Injectable Drugs such as Gonal F and Follistim
Frequently, first line therapy is ineffective. We must then turn to the injectable ovulation inducing agents. These agents are in almost all cases functionally equal.
They can be divided into two groups:
- Older compounds that contain follicle stimulating hormone (FSH) and luteinizing hormone (LH). These compounds include: Repronex, and Menopur.
- Newer drugs that contain pure FSH: Follistim, Gonal F and Bravelle.
There has been a great deal of debate over whether FSH only is needed or FSH and LH. It appears that for most cases, FSH is probably enough. Each case is best managed individually. These agents share some common points. They are all expensive. One month's treatment can run $500-$1,000 in drug cost. They are also all injectable. Typically, 7 - 10 days of shots are required per month. The newer agents (Gonal F and Follistim) are given with the smallest needles (subcutaneously). They are all prone to multiples. The incidence of multiples is approximately 15-20%. Most multiples contrary to popular belief are twins as pictured below. The incidence of triplets is 3-5%.

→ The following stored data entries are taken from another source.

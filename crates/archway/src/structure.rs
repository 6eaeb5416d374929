//! Resolved view of an architecture document.
//!
//! [`ArchitectureGraph`] flattens the node tree, resolves connection
//! endpoints against it and builds the dependency graph between top-level
//! nodes that the ranking strategies work on. Connections with an unknown
//! endpoint are dropped here, before any geometry is computed.

use std::collections::HashMap;

use log::{debug, trace};
use petgraph::{
    Direction,
    graph::{DiGraph, NodeIndex},
};

use archway_core::{
    identifier::Id,
    semantic::{Architecture, Connection, Node},
};

use crate::diagnostic::{Diagnostics, WarningCode};

/// A node of the flattened tree.
#[derive(Debug, Clone, Copy)]
pub struct NodeEntry<'a> {
    node: &'a Node,
    parent: Option<usize>,
    root: usize,
}

impl<'a> NodeEntry<'a> {
    pub fn node(&self) -> &'a Node {
        self.node
    }

    /// Entry index of the containing node, `None` for top-level nodes.
    pub fn parent(&self) -> Option<usize> {
        self.parent
    }

    /// Ordinal of the top-level node this entry belongs to.
    pub fn root(&self) -> usize {
        self.root
    }
}

/// A connection whose endpoints both name a node.
#[derive(Debug, Clone, Copy)]
pub struct ResolvedConnection<'a> {
    connection: &'a Connection,
    from: usize,
    to: usize,
}

impl<'a> ResolvedConnection<'a> {
    pub fn connection(&self) -> &'a Connection {
        self.connection
    }

    /// Entry index of the source node.
    pub fn from(&self) -> usize {
        self.from
    }

    /// Entry index of the target node.
    pub fn to(&self) -> usize {
        self.to
    }
}

/// Flattened nodes, resolved connections and the top-level dependency graph.
#[derive(Debug)]
pub struct ArchitectureGraph<'a> {
    architecture: &'a Architecture,
    entries: Vec<NodeEntry<'a>>,
    index: HashMap<Id, usize>,
    top_level: Vec<usize>,
    connections: Vec<ResolvedConnection<'a>>,
    dependencies: DiGraph<usize, usize>,
}

impl<'a> ArchitectureGraph<'a> {
    /// Resolves `architecture`, dropping dangling connections with a
    /// diagnostic for each.
    pub fn new(architecture: &'a Architecture, diagnostics: &mut Diagnostics) -> Self {
        let (entries, top_level) = flatten(architecture.nodes());
        let index: HashMap<Id, usize> = entries
            .iter()
            .enumerate()
            .map(|(idx, entry)| (entry.node.id().clone(), idx))
            .collect();

        let mut connections = Vec::with_capacity(architecture.connections().len());
        for connection in architecture.connections() {
            let from = index.get(connection.from()).copied();
            let to = index.get(connection.to()).copied();
            match (from, to) {
                (Some(from), Some(to)) => connections.push(ResolvedConnection {
                    connection,
                    from,
                    to,
                }),
                _ => {
                    let missing: Vec<String> = [(connection.from(), from), (connection.to(), to)]
                        .into_iter()
                        .filter(|(_, resolved)| resolved.is_none())
                        .map(|(id, _)| format!("`{id}`"))
                        .collect();
                    diagnostics.emit(
                        WarningCode::W001,
                        format!(
                            "connection `{}` -> `{}` dropped: unknown node {}",
                            connection.from(),
                            connection.to(),
                            missing.join(" and "),
                        ),
                    );
                }
            }
        }

        let mut dependencies = DiGraph::with_capacity(top_level.len(), connections.len());
        for ordinal in 0..top_level.len() {
            dependencies.add_node(ordinal);
        }
        for (idx, resolved) in connections.iter().enumerate() {
            let source = entries[resolved.from].root;
            let target = entries[resolved.to].root;
            if resolved.from == resolved.to {
                diagnostics.emit(
                    WarningCode::W007,
                    format!(
                        "connection `{0}` -> `{0}` ignored for ranking",
                        resolved.connection.from()
                    ),
                );
            } else if source == target {
                trace!(
                    from:% = resolved.connection.from(),
                    to:% = resolved.connection.to();
                    "Connection inside one top-level node ignored for ranking",
                );
            } else {
                dependencies.add_edge(NodeIndex::new(source), NodeIndex::new(target), idx);
            }
        }

        debug!(
            nodes_len = entries.len(),
            top_level_len = top_level.len(),
            connections_len = connections.len(),
            dependencies_len = dependencies.edge_count();
            "Architecture graph built",
        );

        Self {
            architecture,
            entries,
            index,
            top_level,
            connections,
            dependencies,
        }
    }

    pub fn architecture(&self) -> &'a Architecture {
        self.architecture
    }

    /// Every node in pre-order; parents precede their children.
    pub fn entries(&self) -> &[NodeEntry<'a>] {
        &self.entries
    }

    pub fn entry_index(&self, id: &str) -> Option<usize> {
        self.index.get(id).copied()
    }

    /// Number of top-level nodes.
    pub fn top_level_len(&self) -> usize {
        self.top_level.len()
    }

    /// Entry index of the top-level node with the given ordinal.
    pub fn top_level_entry(&self, ordinal: usize) -> usize {
        self.top_level[ordinal]
    }

    pub fn top_level_node(&self, ordinal: usize) -> &'a Node {
        self.entries[self.top_level[ordinal]].node
    }

    pub fn connections(&self) -> &[ResolvedConnection<'a>] {
        &self.connections
    }

    /// Top-level ordinals without incoming dependencies, in input order.
    pub fn roots(&self) -> Vec<usize> {
        (0..self.top_level.len())
            .filter(|&ordinal| {
                self.dependencies
                    .neighbors_directed(NodeIndex::new(ordinal), Direction::Incoming)
                    .next()
                    .is_none()
            })
            .collect()
    }

    /// Top-level ordinals that `ordinal` depends on being placed before.
    pub fn successors(&self, ordinal: usize) -> impl Iterator<Item = usize> + '_ {
        self.dependencies
            .neighbors_directed(NodeIndex::new(ordinal), Direction::Outgoing)
            .map(|idx| self.dependencies[idx])
    }
}

/// Flattens a node forest in pre-order with an explicit stack.
///
/// Returns the entries and, in input order, the entry indices of the roots.
fn flatten(roots: &[Node]) -> (Vec<NodeEntry<'_>>, Vec<usize>) {
    let mut entries = Vec::new();
    let mut top_level = Vec::with_capacity(roots.len());
    let mut stack: Vec<(&Node, Option<usize>, usize)> = roots
        .iter()
        .enumerate()
        .rev()
        .map(|(ordinal, node)| (node, None, ordinal))
        .collect();

    while let Some((node, parent, root)) = stack.pop() {
        let idx = entries.len();
        if parent.is_none() {
            top_level.push(idx);
        }
        entries.push(NodeEntry { node, parent, root });
        stack.extend(
            node.children()
                .iter()
                .rev()
                .map(|child| (child, Some(idx), root)),
        );
    }

    (entries, top_level)
}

These agents are highly effective and will give cumulative pregnancy rates of roughly 50%. Side effects include various degrees of ovarian enlargement which causes the patient to feel " crampy or bloated". Close monitoring will improve results and possibly reduce the number of multiples seen. During treatment, blood work and ultrasounds are used to monitor response. Typically no more than 3 or 4 visits are required per month. When the follicles are judged to be mature, hCG is given to trigger ovulation at a precise time. Ovulation usually occurs 36-40 hours after hCG. In some cases, insemination will be performed around the time of ovulation. Injectable drugs are often effective when oral medications have failed. This is because they often produce better quality eggs and the lining of the uterus is more receptive to the embryo. It is important to know that the goal of injectable drugs is quality not quantity of egg production.
By far the greatest risk with injectable medications is that of multiple birth. Most reproductive endocrinologists feel that In Vitro Fertilization (IVF) should be considered in most cases as a safer alternative to injectable medication treatment. IVF controls multiples because you can choose to replace one or two embryos in most cases. This will result in high pregnancy rates with excellent control over multiple pregnancy rates. The most common reason why IVF is underutilized is unfortunately cost. IVF therapy is considerably more expensive than injectable medications.
The Role of Artificial (intrauterine) Insemination
One common question that arises is whether insemination is desirable or necessary when ovulation drugs are used. If we are treating a pure ovulation problem and the sperm count is normal, it may be purely optional. If however we have a patient who is ovulating already and we are using ovulation drugs as part of a combined protocol of ovulation and intrauterine insemination, it is a required part of the treatment.